WHAT THE TASK REQUIRES: All lines ahead of the one containing "lane, envelope.kind, envelope.sender);" are to be left out; that line and each one after it, through the end of the records below, are to be duplicated exactly.

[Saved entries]
────────────────────

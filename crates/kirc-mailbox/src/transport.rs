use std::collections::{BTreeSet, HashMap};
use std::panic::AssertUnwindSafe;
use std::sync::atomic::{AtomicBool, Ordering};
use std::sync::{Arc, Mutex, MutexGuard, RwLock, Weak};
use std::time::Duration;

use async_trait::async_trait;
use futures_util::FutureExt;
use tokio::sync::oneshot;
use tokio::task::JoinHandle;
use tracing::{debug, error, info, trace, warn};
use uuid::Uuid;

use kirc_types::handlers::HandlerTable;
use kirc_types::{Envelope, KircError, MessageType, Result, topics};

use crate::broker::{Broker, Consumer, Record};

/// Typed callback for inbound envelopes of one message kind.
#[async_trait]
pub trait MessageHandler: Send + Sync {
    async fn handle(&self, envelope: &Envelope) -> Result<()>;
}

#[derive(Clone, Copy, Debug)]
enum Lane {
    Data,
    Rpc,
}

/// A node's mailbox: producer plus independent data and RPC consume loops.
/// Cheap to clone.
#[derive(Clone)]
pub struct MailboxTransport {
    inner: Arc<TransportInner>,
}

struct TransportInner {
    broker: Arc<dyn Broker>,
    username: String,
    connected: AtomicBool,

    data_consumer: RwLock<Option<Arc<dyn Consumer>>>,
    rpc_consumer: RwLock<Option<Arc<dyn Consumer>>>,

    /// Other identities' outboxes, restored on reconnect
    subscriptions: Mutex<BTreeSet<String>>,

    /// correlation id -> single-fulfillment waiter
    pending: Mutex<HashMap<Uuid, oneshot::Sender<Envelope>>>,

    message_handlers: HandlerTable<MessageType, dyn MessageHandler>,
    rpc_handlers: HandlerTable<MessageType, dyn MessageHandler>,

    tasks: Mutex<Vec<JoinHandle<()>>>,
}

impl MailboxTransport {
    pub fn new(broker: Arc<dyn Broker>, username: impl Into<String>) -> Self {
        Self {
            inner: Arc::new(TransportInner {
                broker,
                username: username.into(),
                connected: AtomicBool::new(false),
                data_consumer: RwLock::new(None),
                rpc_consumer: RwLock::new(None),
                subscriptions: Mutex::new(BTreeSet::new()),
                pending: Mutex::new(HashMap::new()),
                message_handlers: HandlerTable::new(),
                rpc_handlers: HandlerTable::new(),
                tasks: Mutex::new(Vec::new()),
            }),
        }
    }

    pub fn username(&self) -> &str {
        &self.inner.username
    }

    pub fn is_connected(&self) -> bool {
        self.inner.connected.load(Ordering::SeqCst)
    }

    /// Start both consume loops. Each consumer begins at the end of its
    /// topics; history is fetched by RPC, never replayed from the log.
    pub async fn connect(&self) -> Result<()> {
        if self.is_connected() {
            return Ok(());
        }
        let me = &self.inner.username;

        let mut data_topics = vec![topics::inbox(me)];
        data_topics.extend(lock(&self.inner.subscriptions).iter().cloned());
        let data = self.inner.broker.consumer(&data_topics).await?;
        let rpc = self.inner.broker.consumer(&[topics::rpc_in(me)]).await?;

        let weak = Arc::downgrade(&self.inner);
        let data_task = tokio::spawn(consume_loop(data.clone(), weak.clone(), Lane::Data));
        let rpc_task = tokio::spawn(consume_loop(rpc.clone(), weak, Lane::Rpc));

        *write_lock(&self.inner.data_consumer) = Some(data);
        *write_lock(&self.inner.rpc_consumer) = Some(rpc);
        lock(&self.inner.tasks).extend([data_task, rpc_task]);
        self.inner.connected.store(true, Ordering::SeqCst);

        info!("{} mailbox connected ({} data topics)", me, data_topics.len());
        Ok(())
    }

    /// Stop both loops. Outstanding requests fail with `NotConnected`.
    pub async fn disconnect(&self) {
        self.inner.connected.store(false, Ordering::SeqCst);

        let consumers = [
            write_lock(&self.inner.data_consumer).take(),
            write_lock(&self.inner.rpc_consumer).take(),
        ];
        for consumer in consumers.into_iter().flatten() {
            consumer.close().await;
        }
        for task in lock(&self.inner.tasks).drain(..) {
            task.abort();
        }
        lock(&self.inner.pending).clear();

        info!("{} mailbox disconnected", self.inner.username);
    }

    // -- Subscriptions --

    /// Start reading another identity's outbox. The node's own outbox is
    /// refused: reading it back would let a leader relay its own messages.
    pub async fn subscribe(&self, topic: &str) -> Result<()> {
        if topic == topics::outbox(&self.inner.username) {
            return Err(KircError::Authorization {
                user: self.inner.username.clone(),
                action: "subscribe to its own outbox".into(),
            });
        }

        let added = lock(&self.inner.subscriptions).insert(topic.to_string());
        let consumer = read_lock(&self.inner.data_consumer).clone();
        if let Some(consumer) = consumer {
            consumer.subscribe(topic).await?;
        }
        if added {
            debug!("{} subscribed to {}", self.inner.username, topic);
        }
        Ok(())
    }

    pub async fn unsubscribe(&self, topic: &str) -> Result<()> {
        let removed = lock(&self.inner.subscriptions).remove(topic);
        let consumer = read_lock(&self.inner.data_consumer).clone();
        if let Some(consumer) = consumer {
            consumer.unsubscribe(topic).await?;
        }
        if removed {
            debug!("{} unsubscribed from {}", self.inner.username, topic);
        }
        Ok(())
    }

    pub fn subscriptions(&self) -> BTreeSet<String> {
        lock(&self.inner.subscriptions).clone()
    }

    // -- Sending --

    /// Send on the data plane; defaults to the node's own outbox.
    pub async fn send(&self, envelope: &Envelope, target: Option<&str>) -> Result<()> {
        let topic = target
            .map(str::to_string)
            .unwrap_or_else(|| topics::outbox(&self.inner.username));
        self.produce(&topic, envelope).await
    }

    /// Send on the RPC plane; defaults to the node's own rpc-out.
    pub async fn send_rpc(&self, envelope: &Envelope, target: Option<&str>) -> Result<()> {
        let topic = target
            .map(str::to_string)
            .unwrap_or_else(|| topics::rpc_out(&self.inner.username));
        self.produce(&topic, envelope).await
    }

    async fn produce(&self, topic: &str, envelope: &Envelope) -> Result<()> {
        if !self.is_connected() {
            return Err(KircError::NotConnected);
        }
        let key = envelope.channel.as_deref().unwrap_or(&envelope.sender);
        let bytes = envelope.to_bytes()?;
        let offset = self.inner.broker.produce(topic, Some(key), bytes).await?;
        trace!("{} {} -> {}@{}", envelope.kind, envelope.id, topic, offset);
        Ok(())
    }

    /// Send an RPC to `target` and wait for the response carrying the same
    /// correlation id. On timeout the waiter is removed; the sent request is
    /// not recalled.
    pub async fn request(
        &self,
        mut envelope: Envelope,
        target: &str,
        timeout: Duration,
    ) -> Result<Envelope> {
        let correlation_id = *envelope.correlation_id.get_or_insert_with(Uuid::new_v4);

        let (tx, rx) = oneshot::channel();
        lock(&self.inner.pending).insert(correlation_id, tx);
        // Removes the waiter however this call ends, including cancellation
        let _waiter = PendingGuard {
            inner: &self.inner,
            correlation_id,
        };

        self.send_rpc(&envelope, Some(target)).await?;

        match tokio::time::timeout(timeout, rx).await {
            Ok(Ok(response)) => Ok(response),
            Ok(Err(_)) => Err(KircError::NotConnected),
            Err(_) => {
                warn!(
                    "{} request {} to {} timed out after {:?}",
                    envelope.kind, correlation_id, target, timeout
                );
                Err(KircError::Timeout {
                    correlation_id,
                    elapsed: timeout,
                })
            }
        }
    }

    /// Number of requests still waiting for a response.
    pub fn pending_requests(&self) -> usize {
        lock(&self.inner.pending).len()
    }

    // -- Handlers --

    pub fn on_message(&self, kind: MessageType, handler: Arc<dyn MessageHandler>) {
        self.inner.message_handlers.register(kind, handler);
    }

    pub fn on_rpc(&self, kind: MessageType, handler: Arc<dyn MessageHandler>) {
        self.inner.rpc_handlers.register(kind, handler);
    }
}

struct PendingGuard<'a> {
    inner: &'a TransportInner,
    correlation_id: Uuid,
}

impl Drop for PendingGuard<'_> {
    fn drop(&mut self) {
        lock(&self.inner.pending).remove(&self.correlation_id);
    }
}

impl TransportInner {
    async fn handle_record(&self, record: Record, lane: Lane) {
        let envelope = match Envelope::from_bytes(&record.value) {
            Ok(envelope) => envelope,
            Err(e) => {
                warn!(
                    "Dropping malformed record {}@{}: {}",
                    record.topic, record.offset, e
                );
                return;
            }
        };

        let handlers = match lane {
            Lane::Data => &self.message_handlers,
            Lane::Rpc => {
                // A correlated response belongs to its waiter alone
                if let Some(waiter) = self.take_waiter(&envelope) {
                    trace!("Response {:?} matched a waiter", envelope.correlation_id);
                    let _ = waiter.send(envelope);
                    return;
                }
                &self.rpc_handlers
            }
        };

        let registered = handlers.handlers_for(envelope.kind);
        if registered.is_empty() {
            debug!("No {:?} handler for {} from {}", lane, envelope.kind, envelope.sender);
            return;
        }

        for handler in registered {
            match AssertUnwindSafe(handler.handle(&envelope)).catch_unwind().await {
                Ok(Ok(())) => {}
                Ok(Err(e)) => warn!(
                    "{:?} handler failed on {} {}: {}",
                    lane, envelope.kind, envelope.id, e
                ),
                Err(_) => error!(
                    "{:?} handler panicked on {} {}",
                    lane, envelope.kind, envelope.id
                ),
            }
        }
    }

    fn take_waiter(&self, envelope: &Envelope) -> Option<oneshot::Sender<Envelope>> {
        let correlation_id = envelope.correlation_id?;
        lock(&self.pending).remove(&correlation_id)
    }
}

────────────────────

EXERCISE RESPONSE:
            debug!("No {:?} handler for {} from {}", lane, envelope.kind, envelope.sender);
            return;
        }

        for handler in registered {
            match AssertUnwindSafe(handler.handle(&envelope)).catch_unwind().await {
                Ok(Ok(())) => {}
                Ok(Err(e)) => warn!(
                    "{:?} handler failed on {} {}: {}",
                    lane, envelope.kind, envelope.id, e
                ),
                Err(_) => error!(
                    "{:?} handler panicked on {} {}",
                    lane, envelope.kind, envelope.id
                ),
            }
        }
    }

    fn take_waiter(&self, envelope: &Envelope) -> Option<oneshot::Sender<Envelope>> {
        let correlation_id = envelope.correlation_id?;
        lock(&self.pending).remove(&correlation_id)
    }
}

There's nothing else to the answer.